There’s no magic pill for helping prevent or manage changes in your mood. But general healthy behaviors can also help your mood:

  • Eat a balanced, healthy diet. Taking a balanced, healthy approach to eating can help many parts of our health at any stage of life. To help with menopausal mood swings, it’s especially important to make sure you’re including adequate amounts of protein and omega-3 fatty acids.
  • Try to get enough sleep. As you might already know, not getting enough quality sleep can make irritability and mood swings worse. We all know it’s harder to deal with challenges when you haven’t slept well. And you may not be sleeping well, so it can be a vicious cycle.
  • Get regular physical activity. This is great for both our mental and physical health. Being active can help relieve stress, improve mood, and can often give us time to either process through our problems or take a break from them for a while.
  • Find healthy ways to deal with stress. It may take some time to find what works best for you. You might consider reading a good book, art or other forms of creativity, yoga or other exercise, meditation, deep breathing, walking outside, diving into a hobby, or journaling.
  • Connect with others. Supportive relationships can help boost our resilience when we’re going through difficult times.
  • Find hobbies and activities you enjoy. Finding things we enjoy doing – and making some time to do them — can help us feel better physically and mentally and make it feel easier to manage changing moods.

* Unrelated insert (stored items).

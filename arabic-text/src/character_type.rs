/// The letter or Quranic symbol carried by an [`ArabicCharacter`].
///
/// The discriminant is the ordinal stored in byte 0 of the binary layout, so
/// the declaration order is part of the format. Letters come first and end at
/// [`CharacterType::Tatweel`]; every variant after it is a Quranic symbol.
///
/// [`ArabicCharacter`]: crate::ArabicCharacter
#[derive(Debug, Clone, Copy, PartialEq, Eq, Hash, PartialOrd, Ord)]
#[cfg_attr(feature = "serde", derive(serde::Serialize, serde::Deserialize))]
#[repr(u8)]
pub enum CharacterType {
    Alif = 0,
    Ba = 1,
    Ta = 2,
    Tha = 3,
    Jeem = 4,
    HHa = 5,
    Kha = 6,
    Dal = 7,
    Thal = 8,
    Ra = 9,
    Zain = 10,
    Seen = 11,
    Sheen = 12,
    Sad = 13,
    DDad = 14,
    TTa = 15,
    DTha = 16,
    Ain = 17,
    Ghain = 18,
    Fa = 19,
    Qaf = 20,
    Kaf = 21,
    Lam = 22,
    Meem = 23,
    Noon = 24,
    Ha = 25,
    Waw = 26,
    Ya = 27,
    Hamza = 28,
    AlifMaksura = 29,
    TaMarbuta = 30,
    /// Lengthens the previous letter. A hamza may sit on a tatweel.
    Tatweel = 31,
    SmallHighSeen = 32,
    SmallHighRoundedZero = 33,
    SmallHighUprightRectangularZero = 34,
    SmallHighMeemIsolatedForm = 35,
    SmallLowSeen = 36,
    SmallWaw = 37,
    SmallYa = 38,
    SmallHighNoon = 39,
    EmptyCentreLowStop = 40,
    EmptyCentreHighStop = 41,
    RoundedHighStopWithFilledCentre = 42,
    SmallLowMeem = 43,
}

impl CharacterType {
    /// Number of character types.
    pub const COUNT: usize = 44;

    /// Every character type, indexed by ordinal.
    pub const ALL: [CharacterType; Self::COUNT] = [
        CharacterType::Alif,
        CharacterType::Ba,
        CharacterType::Ta,
        CharacterType::Tha,
        CharacterType::Jeem,
        CharacterType::HHa,
        CharacterType::Kha,
        CharacterType::Dal,
        CharacterType::Thal,
        CharacterType::Ra,
        CharacterType::Zain,
        CharacterType::Seen,
        CharacterType::Sheen,
        CharacterType::Sad,
        CharacterType::DDad,
        CharacterType::TTa,
        CharacterType::DTha,
        CharacterType::Ain,
        CharacterType::Ghain,
        CharacterType::Fa,
        CharacterType::Qaf,
        CharacterType::Kaf,
        CharacterType::Lam,
        CharacterType::Meem,
        CharacterType::Noon,
        CharacterType::Ha,
        CharacterType::Waw,
        CharacterType::Ya,
        CharacterType::Hamza,
        CharacterType::AlifMaksura,
        CharacterType::TaMarbuta,
        CharacterType::Tatweel,
        CharacterType::SmallHighSeen,
        CharacterType::SmallHighRoundedZero,
        CharacterType::SmallHighUprightRectangularZero,
        CharacterType::SmallHighMeemIsolatedForm,
        CharacterType::SmallLowSeen,
        CharacterType::SmallWaw,
        CharacterType::SmallYa,
        CharacterType::SmallHighNoon,
        CharacterType::EmptyCentreLowStop,
        CharacterType::EmptyCentreHighStop,
        CharacterType::RoundedHighStopWithFilledCentre,
        CharacterType::SmallLowMeem,
    ];

    /// The last type that is a letter rather than a Quranic symbol.
    pub const LAST_LETTER: CharacterType = CharacterType::Tatweel;

    /// Returns the ordinal stored in the binary layout.
    #[inline]
    pub const fn ordinal(self) -> u8 {
        self as u8
    }

    /// Looks up a character type by ordinal.
    #[inline]
    pub fn from_ordinal(ordinal: u8) -> Option<Self> {
        Self::ALL.get(ordinal as usize).copied()
    }

    /// Returns true for Arabic letters, false for Quranic symbols.
    #[inline]
    pub const fn is_letter(self) -> bool {
        self.ordinal() <= Self::LAST_LETTER.ordinal()
    }

    /// The name used by the diagnostic encoding, e.g. `"AlifMaksura"`.
    pub const fn name(self) -> &'static str {
        match self {
            CharacterType::Alif => "Alif",
            CharacterType::Ba => "Ba",
            CharacterType::Ta => "Ta",
            CharacterType::Tha => "Tha",
            CharacterType::Jeem => "Jeem",
            CharacterType::HHa => "HHa",
            CharacterType::Kha => "Kha",
            CharacterType::Dal => "Dal",
            CharacterType::Thal => "Thal",
            CharacterType::Ra => "Ra",
            CharacterType::Zain => "Zain",
            CharacterType::Seen => "Seen",
            CharacterType::Sheen => "Sheen",
            CharacterType::Sad => "Sad",
            CharacterType::DDad => "DDad",
            CharacterType::TTa => "TTa",
            CharacterType::DTha => "DTha",
            CharacterType::Ain => "Ain",
            CharacterType::Ghain => "Ghain",
            CharacterType::Fa => "Fa",
            CharacterType::Qaf => "Qaf",
            CharacterType::Kaf => "Kaf",
            CharacterType::Lam => "Lam",
            CharacterType::Meem => "Meem",
            CharacterType::Noon => "Noon",
            CharacterType::Ha => "Ha",
            CharacterType::Waw => "Waw",
            CharacterType::Ya => "Ya",
            CharacterType::Hamza => "Hamza",
            CharacterType::AlifMaksura => "AlifMaksura",
            CharacterType::TaMarbuta => "TaMarbuta",
            CharacterType::Tatweel => "Tatweel",
            CharacterType::SmallHighSeen => "SmallHighSeen",
            CharacterType::SmallHighRoundedZero => "SmallHighRoundedZero",
            CharacterType::SmallHighUprightRectangularZero => "SmallHighUprightRectangularZero",
            CharacterType::SmallHighMeemIsolatedForm => "SmallHighMeemIsolatedForm",
            CharacterType::SmallLowSeen => "SmallLowSeen",
            CharacterType::SmallWaw => "SmallWaw",
            CharacterType::SmallYa => "SmallYa",
            CharacterType::SmallHighNoon => "SmallHighNoon",
            CharacterType::EmptyCentreLowStop => "EmptyCentreLowStop",
            CharacterType::EmptyCentreHighStop => "EmptyCentreHighStop",
            CharacterType::RoundedHighStopWithFilledCentre => "RoundedHighStopWithFilledCentre",
            CharacterType::SmallLowMeem => "SmallLowMeem",
        }
    }
}

impl std::fmt::Display for CharacterType {
    fn fmt(&self, f: &mut std::fmt::Formatter<'_>) -> std::fmt::Result {
        f.write_str(self.name())
    }
}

  • Try some mind-body practices. Some people find that practices like tai chi, yoga, and meditation can help them feel more relaxed and make it easier to manage emotions and other menopausal symptoms.
  • Talk to a counselor or therapist. Many people find it helpful to talk to a professional about the emotions and feelings they’re experiencing. Seek support if you need it.
  • Prescription medications. Menopausal hormone therapy (MHT) (also known as HRT) may help treat mood swings. A healthcare professional can also prescribe medications to help with anxiety and depression. Talk to them about what might work best for you.

Talk to your healthcare professional if you have any questions or concerns.